[Start of Attachment]

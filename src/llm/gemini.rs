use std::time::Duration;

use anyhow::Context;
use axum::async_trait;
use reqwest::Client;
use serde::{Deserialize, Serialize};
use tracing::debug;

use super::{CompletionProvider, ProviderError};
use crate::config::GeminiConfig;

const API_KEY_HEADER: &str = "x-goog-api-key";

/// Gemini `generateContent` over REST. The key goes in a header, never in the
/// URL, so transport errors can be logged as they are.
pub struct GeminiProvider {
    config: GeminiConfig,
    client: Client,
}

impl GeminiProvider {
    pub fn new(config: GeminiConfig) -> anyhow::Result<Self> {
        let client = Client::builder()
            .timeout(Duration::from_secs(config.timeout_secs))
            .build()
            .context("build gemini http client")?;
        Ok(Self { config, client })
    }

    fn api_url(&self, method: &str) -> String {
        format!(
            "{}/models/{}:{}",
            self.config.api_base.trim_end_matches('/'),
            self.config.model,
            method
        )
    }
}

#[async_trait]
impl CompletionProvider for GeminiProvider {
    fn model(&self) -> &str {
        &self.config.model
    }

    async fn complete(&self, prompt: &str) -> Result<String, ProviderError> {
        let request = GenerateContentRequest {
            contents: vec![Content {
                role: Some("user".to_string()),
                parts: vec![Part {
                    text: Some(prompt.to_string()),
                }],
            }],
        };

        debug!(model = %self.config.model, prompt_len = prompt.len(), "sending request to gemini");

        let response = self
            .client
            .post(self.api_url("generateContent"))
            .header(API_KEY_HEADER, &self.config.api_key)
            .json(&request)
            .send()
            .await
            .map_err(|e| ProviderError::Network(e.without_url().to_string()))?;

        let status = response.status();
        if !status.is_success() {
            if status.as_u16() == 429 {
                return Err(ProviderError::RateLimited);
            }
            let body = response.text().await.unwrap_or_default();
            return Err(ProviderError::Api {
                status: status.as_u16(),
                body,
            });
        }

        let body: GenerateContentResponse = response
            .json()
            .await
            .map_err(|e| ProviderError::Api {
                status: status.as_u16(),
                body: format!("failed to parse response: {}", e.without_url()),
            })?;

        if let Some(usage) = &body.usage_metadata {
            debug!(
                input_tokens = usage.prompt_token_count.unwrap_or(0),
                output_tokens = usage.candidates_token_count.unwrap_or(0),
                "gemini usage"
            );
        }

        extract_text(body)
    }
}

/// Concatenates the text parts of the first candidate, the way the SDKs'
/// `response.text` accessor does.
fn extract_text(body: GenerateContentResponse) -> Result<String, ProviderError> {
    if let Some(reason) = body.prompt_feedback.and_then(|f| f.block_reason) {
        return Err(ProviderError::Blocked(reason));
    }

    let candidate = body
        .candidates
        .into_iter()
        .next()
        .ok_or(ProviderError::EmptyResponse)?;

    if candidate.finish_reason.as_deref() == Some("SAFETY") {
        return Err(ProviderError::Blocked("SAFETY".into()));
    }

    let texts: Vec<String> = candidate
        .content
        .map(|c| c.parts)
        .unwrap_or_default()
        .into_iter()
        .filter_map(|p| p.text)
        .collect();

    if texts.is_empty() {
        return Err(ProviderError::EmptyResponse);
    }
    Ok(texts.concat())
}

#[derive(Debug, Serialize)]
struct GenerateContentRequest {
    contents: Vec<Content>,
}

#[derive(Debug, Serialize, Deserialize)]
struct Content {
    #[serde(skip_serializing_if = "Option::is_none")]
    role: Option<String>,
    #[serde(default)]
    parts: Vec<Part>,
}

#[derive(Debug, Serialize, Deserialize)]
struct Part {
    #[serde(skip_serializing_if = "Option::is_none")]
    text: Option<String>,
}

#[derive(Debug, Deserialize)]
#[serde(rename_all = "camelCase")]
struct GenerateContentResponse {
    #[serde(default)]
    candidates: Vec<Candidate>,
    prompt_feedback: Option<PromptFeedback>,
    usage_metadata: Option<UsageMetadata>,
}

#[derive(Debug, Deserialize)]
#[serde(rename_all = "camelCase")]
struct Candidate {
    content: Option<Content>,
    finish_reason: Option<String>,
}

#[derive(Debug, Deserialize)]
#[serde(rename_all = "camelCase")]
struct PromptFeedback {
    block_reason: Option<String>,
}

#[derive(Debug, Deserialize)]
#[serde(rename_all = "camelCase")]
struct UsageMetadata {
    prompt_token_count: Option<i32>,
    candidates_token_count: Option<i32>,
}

[End of Attachment]
[Start of Attachment]

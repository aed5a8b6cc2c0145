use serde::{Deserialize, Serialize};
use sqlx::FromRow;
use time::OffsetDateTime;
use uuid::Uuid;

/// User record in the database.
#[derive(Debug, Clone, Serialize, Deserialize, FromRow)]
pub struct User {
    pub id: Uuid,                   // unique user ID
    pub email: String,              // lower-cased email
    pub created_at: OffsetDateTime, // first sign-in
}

[End of Attachment]
[Start of Attachment]

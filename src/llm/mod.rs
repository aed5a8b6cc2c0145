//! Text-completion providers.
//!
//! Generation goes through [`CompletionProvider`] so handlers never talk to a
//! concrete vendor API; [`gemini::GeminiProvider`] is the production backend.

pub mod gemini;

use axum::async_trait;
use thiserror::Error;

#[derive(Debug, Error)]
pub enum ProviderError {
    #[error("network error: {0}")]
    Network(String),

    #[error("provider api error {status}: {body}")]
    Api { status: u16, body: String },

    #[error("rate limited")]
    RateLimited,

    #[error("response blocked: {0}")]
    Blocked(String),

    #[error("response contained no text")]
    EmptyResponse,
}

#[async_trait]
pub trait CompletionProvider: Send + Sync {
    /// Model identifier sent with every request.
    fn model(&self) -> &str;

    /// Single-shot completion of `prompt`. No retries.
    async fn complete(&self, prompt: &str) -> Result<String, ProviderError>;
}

[End of Attachment]

*What you are asked to do*: Return every line holding the word "Result" from the records.

*Your response*:
    pub fn new(config: GeminiConfig) -> anyhow::Result<Self> {
    async fn complete(&self, prompt: &str) -> Result<String, ProviderError> {
fn extract_text(body: GenerateContentResponse) -> Result<String, ProviderError> {
    async fn complete(&self, prompt: &str) -> Result<String, ProviderError>;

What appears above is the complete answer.